I think their suggestion was more "I have a photo of a cool horse, and now I would like a 3D model of that same horse."

Another way of looking at it, 3D artists often begin projects by taking reference images of their subject from multiple angles, then very manually turning that into a 3D model. That step could potentially be greatly sped up with an algorithm like this one. The artist could (hopefully) then focus on cleanup, rigging, etc, and have a quality asset in significantly less time.


The question is whether this actually "creates a 3d model based on the picture", or if it "finds an existing model that looks similar to the picture and texture map it".
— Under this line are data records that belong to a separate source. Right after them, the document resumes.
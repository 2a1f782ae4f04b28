use crate::cmd::VersionArgs;
use crate::exit::{CliResult, SUCCESS};

pub fn run(args: VersionArgs) -> CliResult<i32> {
    if !args.extended {
        println!("linewire {}", env!("CARGO_PKG_VERSION"));
        return Ok(SUCCESS);
    }

    println!("name: linewire");
    println!("version: {}", env!("CARGO_PKG_VERSION"));
    println!(
        "build_target: {}",
        option_env!("LINEWIRE_BUILD_TARGET").unwrap_or("unknown")
    );
    println!("target_os: {}", std::env::consts::OS);
    println!("target_arch: {}", std::env::consts::ARCH);
    println!("protocols: {}", protocols().join(", "));
    println!(
        "features: endpoint=true, async={}, cli=true",
        cfg!(feature = "async")
    );

    Ok(SUCCESS)
}

fn protocols() -> Vec<&'static str> {
    let mut names = vec!["tcp", "tcp4", "tcp6"];
    if cfg!(unix) {
        names.push("unix");
    }
    names
}
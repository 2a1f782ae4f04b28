/// Errors that can occur in transport operations.
#[derive(Debug, thiserror::Error)]
pub enum TransportError {
    /// The protocol identifier is not one this transport understands.
    #[error("unsupported protocol {0:?} (expected tcp, tcp4, tcp6 or unix)")]
    UnsupportedProtocol(String),

    /// Failed to bind to the specified address.
    #[error("failed to bind to {addr}: {source}")]
    Bind {
        addr: String,
        source: std::io::Error,
    },

    /// Failed to connect to the specified address.
    #[error("failed to connect to {addr}: {source}")]
    Connect {
        addr: String,
        source: std::io::Error,
    },

    /// Failed to accept an incoming connection.
    #[error("failed to accept connection: {0}")]
    Accept(std::io::Error),

    /// An I/O error occurred on the transport stream.
    #[error("transport I/O error: {0}")]
    Io(#[from] std::io::Error),

    /// The socket path is too long for the platform.
    #[error("socket path too long ({len} bytes, max {max}): {path}")]
    PathTooLong {
        path: std::path::PathBuf,
        len: usize,
        max: usize,
    },
}

impl TransportError {
    /// The underlying I/O error, if this error wraps one.
    pub fn io_error(&self) -> Option<&std::io::Error> {
        match self {
            TransportError::Bind { source, .. } | TransportError::Connect { source, .. } => {
                Some(source)
            }
            TransportError::Accept(err) | TransportError::Io(err) => Some(err),
            TransportError::UnsupportedProtocol(_) | TransportError::PathTooLong { .. } => None,
        }
    }
}

pub type Result<T> = std::result::Result<T, TransportError>;
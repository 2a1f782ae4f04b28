//! Dialing and accepting endpoints for newline-framed byte streams.
//!
//! This is the "just works" layer. An [`Endpoint`] owns one connection and a
//! background decode loop: inbound frames arrive one at a time through
//! [`Endpoint::recv`], outbound frames leave through [`Endpoint::emit`], and
//! [`Endpoint::done`] fires once the loop has ended for good.
//!
//! ```no_run
//! let endpoint = linewire_endpoint::connect("tcp", "127.0.0.1:7000")?;
//! endpoint.emit("hello")?;
//! for frame in endpoint.incoming() {
//!     println!("{}", String::from_utf8_lossy(frame.as_bytes()));
//! }
//! # Ok::<(), linewire_endpoint::EndpointError>(())
//! ```

pub mod config;
pub mod connector;
mod decode_loop;
pub mod endpoint;
pub mod error;
pub mod listener;
pub mod signal;

#[cfg(feature = "async")]
pub mod async_endpoint;

pub use config::EndpointConfig;
pub use connector::{connect, connect_with_config};
pub use endpoint::{Endpoint, Incoming, Role};
pub use error::{EndpointError, Result};
pub use linewire_frame::Frame;
pub use listener::{listen, listen_with_config, Acceptor};
pub use signal::LifecycleSignal;

#[cfg(feature = "async")]
pub use async_endpoint::{connect_async, listen_async, AsyncAcceptor, AsyncEndpoint, Frames};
Hypothetically, sure, assuming the parent comment that these meshes are sufficient for modelling is correct and that you can find any teens who want a non-digital toy.

I think a good hobbyist application for this would be something like modelling figurines for games, which is already a pretty popular 3D printing application. This would allow people with limited modelling skills to bring fantastical, unique characters to life “easily”.


Pretty much. We're already generating images of monsters and characters for a D&D campaign; being able to print those in 3D would be pretty amazing.


OP is suggesting that this (AI model? I honestly am behind on the terminology) could replace one of the common steps of 3D printing - specifically, the step where you create a digital representation of the physical object you would want to end up with.

There are other steps to 3D printing in general, though; a super rough outline:

- Model generation

- "Slicing" - processing the 3D model into instructions that the 3D printer can handle, as well as adding any support structures or other modifications to make it printable

- Printing - the actual printing process

- Post-processing - depending on the 3D printing technology used, the desired resulting product, and the specific model/slicing settings, this can be as simple as "remove from bed and use" to "carefully snip off support structures, let cure in a UV chamber for X minutes, sand and fill, then paint"

As I said before, this AI model specifically would cover 3D model generation. If you were to use a printing technology that doesn't require support structures, and handles color directly in the printing process (I think powder bed fusion is the only real option here?), the entire process should be fairly automatable - a human might be needed to remove the part from the printer, but there might not be much post-processing to do.

The rest of your desired workflow is a bit more nebulous - I don't know how you would handle "scanning what teens are doing on instagram", at least in a way that would let you generate toys from the information; generating and posting the advertisement shouldn't be too hard - have a standardish template that you fill in with a render from the model, and the description; printing on demand again is possible, though you'll likely need a human to remove the part, check it for quality and ship it. You could automate the latter, but that would probably be more trouble than it's worth.


Interesting, to be clear I don't think this is a good idea and it's kinda my nightmare post capitalism hell. I just think it's interesting this could be done now.

On finding out what teens want, that part is somewhat easy-ish, I guess you'd need a couple of agents, one that is scanning teen blogs for stories and then converting them to key words, then another agent that takes the key words (#taylorswift #HaileyBieberChiaPudding #latestkdrama etc) into Instagram, after a while your recommend page will turn into a pretty accurate representation of what teens are into, then just have an agent look at those images and generate difs of them. I doubt it would work for a bunch of reasons, but it's an interesting thought experiment! Thanks!